_What you are asked to do_
Everything from the line containing "derive username for" to the end of the records must be restated word for word, and nothing else.

[[ The data, beginning ]]

//! Error types for reconciliation and execution.
//!
//! Remote failures are categorized so the execution engine can decide
//! between retrying, failing the action, or short-circuiting dependents.
//! Validation failures are a separate type: they abort a run before any
//! action is dispatched.

use serde::{Deserialize, Serialize};
use std::fmt;
use thiserror::Error;

/// Categories of directory errors for retry logic and operator feedback.
#[derive(Debug, Clone, Copy, PartialEq, Eq, Hash, Serialize, Deserialize)]
pub enum ErrorCategory {
    /// Throttling, timeouts and transient network faults (retryable)
    Transient,
    /// Authorization denied
    Permission,
    /// Referenced user or group does not exist
    NotFound,
    /// Uniqueness violation or concurrent modification
    Conflict,
    /// Request rejected as malformed by the directory
    InvalidRequest,
    /// Local validation or safety gate
    Validation,
    /// Other/unknown errors
    Other,
}

impl ErrorCategory {
    /// Whether this error category is typically transient and worth retrying.
    pub fn is_retryable(&self) -> bool {
        matches!(self, Self::Transient)
    }

    /// Short machine-friendly code used in reports.
    pub fn code(&self) -> &'static str {
        match self {
            Self::Transient => "TRANSIENT",
            Self::Permission => "PERMISSION_DENIED",
            Self::NotFound => "NOT_FOUND",
            Self::Conflict => "CONFLICT",
            Self::InvalidRequest => "INVALID_REQUEST",
            Self::Validation => "VALIDATION",
            Self::Other => "UNKNOWN_ERROR",
        }
    }

    /// Get a user-friendly description of this error category.
    pub fn description(&self) -> &'static str {
        match self {
            Self::Transient => "Rate limit, timeout or transient network issue",
            Self::Permission => "Permission denied",
            Self::NotFound => "User or group not found",
            Self::Conflict => "Conflicting resource",
            Self::InvalidRequest => "Request rejected by the directory",
            Self::Validation => "Validation failed",
            Self::Other => "Unexpected error",
        }
    }

    /// Get actionable advice for resolving this error category.
    pub fn advice(&self) -> &'static str {
        match self {
            Self::Transient => {
                "API rate limit or network issue; lower --max-workers or raise retry delays and rerun"
            }
            Self::Permission => "Check the IAM permissions of the configured AWS profile",
            Self::NotFound => "The user or group may have been deleted; rerun to re-plan",
            Self::Conflict => {
                "The user may already exist or is being modified elsewhere; check for duplicate usernames or emails"
            }
            Self::InvalidRequest => "Check the user's data format in the source file",
            Self::Validation => "Fix the source file or configuration and rerun",
            Self::Other => "Check the log for details and contact an administrator if it persists",
        }
    }
}

impl fmt::Display for ErrorCategory {
    fn fmt(&self, f: &mut fmt::Formatter<'_>) -> fmt::Result {
        write!(f, "{}", self.description())
    }
}

/// Errors raised by directory operations and the execution engine.
#[derive(Debug, Clone, Error)]
pub enum Error {
    /// Directory throttled the request
    #[error("throttled: {message}")]
    Throttled {
        /// Message returned by the directory
        message: String,
    },

    /// Remote call exceeded the per-operation timeout
    #[error("timed out: {operation}")]
    Timeout {
        /// Operation that timed out
        operation: String,
    },

    /// Transient network fault or server-side error
    #[error("network error: {message}")]
    Network {
        /// Transport or server error detail
        message: String,
    },

    /// Authorization denied
    #[error("permission denied: {message}")]
    Permission {
        /// Denial detail
        message: String,
    },

    /// Referenced user or group is missing
    #[error("not found: {resource}")]
    NotFound {
        /// Description of the missing resource
        resource: String,
    },

    /// Uniqueness violation
    #[error("conflict: {message}")]
    Conflict {
        /// Conflict detail
        message: String,
    },

    /// Request rejected as malformed
    #[error("invalid request: {message}")]
    InvalidRequest {
        /// Rejection detail
        message: String,
    },

    /// Plan contains deletions but no confirmation was supplied
    #[error("plan contains {count} user deletion(s) but deletion was not confirmed")]
    DeletionNotConfirmed {
        /// Number of delete actions in the plan
        count: usize,
    },

    /// Other error
    #[error("{0}")]
    Other(String),
}

impl Error {
    /// Get the error category for retry logic.
    pub fn category(&self) -> ErrorCategory {
        match self {
            Error::Throttled { .. } | Error::Timeout { .. } | Error::Network { .. } => {
                ErrorCategory::Transient
            }
            Error::Permission { .. } => ErrorCategory::Permission,
            Error::NotFound { .. } => ErrorCategory::NotFound,
            Error::Conflict { .. } => ErrorCategory::Conflict,
            Error::InvalidRequest { .. } => ErrorCategory::InvalidRequest,
            Error::DeletionNotConfirmed { .. } => ErrorCategory::Validation,
            Error::Other(_) => ErrorCategory::Other,
        }
    }

    /// Whether this error is typically transient and worth retrying.
    pub fn is_retryable(&self) -> bool {
        self.category().is_retryable()
    }

    /// Whether this error is a throttling signal (feeds concurrency adaptation).
    pub fn is_throttling(&self) -> bool {
        matches!(self, Error::Throttled { .. })
    }
}

/// Result type for directory and execution operations.
pub type Result<T> = std::result::Result<T, Error>;

/// Fatal validation failures that abort a run before execution.
#[derive(Debug, Clone, PartialEq, Eq, Error)]
pub enum ValidationError {
    /// The same employee id appears more than once in the desired roster
    #[error("duplicate employee id '{employee_id}' in desired roster (rows {rows:?})")]
    DuplicateEmployeeId {
        /// Duplicated key
        employee_id: String,
        /// Source rows where the key appears, when known
        rows: Vec<usize>,
    },

    /// Username template is unusable
    #[error("malformed username template '{template}': {reason}")]
    MalformedTemplate {
        /// Template as configured
        template: String,
        /// Why it was rejected
        reason: String,
    },

    /// A desired user has no derivable username
    #[error("cannot derive username for row {row}: employee id is empty")]
    UnresolvableEmployeeId {
        /// Source row (0 when unknown)
        row: usize,
    },

    /// A configured service group does not exist in the directory
    #[error("group '{group}' not found in the directory")]
    GroupNotFound {
        /// Configured group name
        group: String,
    },

    /// The planned actions violate a plan invariant
    #[error("invalid plan: {0}")]
    InvalidPlan(#[from] PlanError),
}

/// Plan invariant violations, raised by the plan builder.
#[derive(Debug, Clone, PartialEq, Eq, Error)]
pub enum PlanError {
    /// More than one create/delete for the same user
    #[error("user '{employee_id}' already has a create or delete action")]
    DuplicateLifecycle {
        /// User key
        employee_id: String,
    },

    /// Membership actions for the same group pull in different directions
    #[error("contradictory or repeated membership actions for '{employee_id}' in group {group_id}")]
    ContradictoryMembership {
        /// User key
        employee_id: String,
        /// Group involved
        group_id: String,
    },

    /// An action was pushed out of dependency order
    #[error("misordered action for '{employee_id}': {reason}")]
    Misordered {
        /// User key
        employee_id: String,
        /// Which ordering rule was broken
        reason: String,
    },
}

[[ The data, end ]]

_Expected answer_
    #[error("cannot derive username for row {row}: employee id is empty")]
    UnresolvableEmployeeId {
        /// Source row (0 when unknown)
        row: usize,
    },

    /// A configured service group does not exist in the directory
    #[error("group '{group}' not found in the directory")]
    GroupNotFound {
        /// Configured group name
        group: String,
    },

    /// The planned actions violate a plan invariant
    #[error("invalid plan: {0}")]
    InvalidPlan(#[from] PlanError),
}

/// Plan invariant violations, raised by the plan builder.
#[derive(Debug, Clone, PartialEq, Eq, Error)]
pub enum PlanError {
    /// More than one create/delete for the same user
    #[error("user '{employee_id}' already has a create or delete action")]
    DuplicateLifecycle {
        /// User key
        employee_id: String,
    },

    /// Membership actions for the same group pull in different directions
    #[error("contradictory or repeated membership actions for '{employee_id}' in group {group_id}")]
    ContradictoryMembership {
        /// User key
        employee_id: String,
        /// Group involved
        group_id: String,
    },

    /// An action was pushed out of dependency order
    #[error("misordered action for '{employee_id}': {reason}")]
    Misordered {
        /// User key
        employee_id: String,
        /// Which ordering rule was broken
        reason: String,
    },
}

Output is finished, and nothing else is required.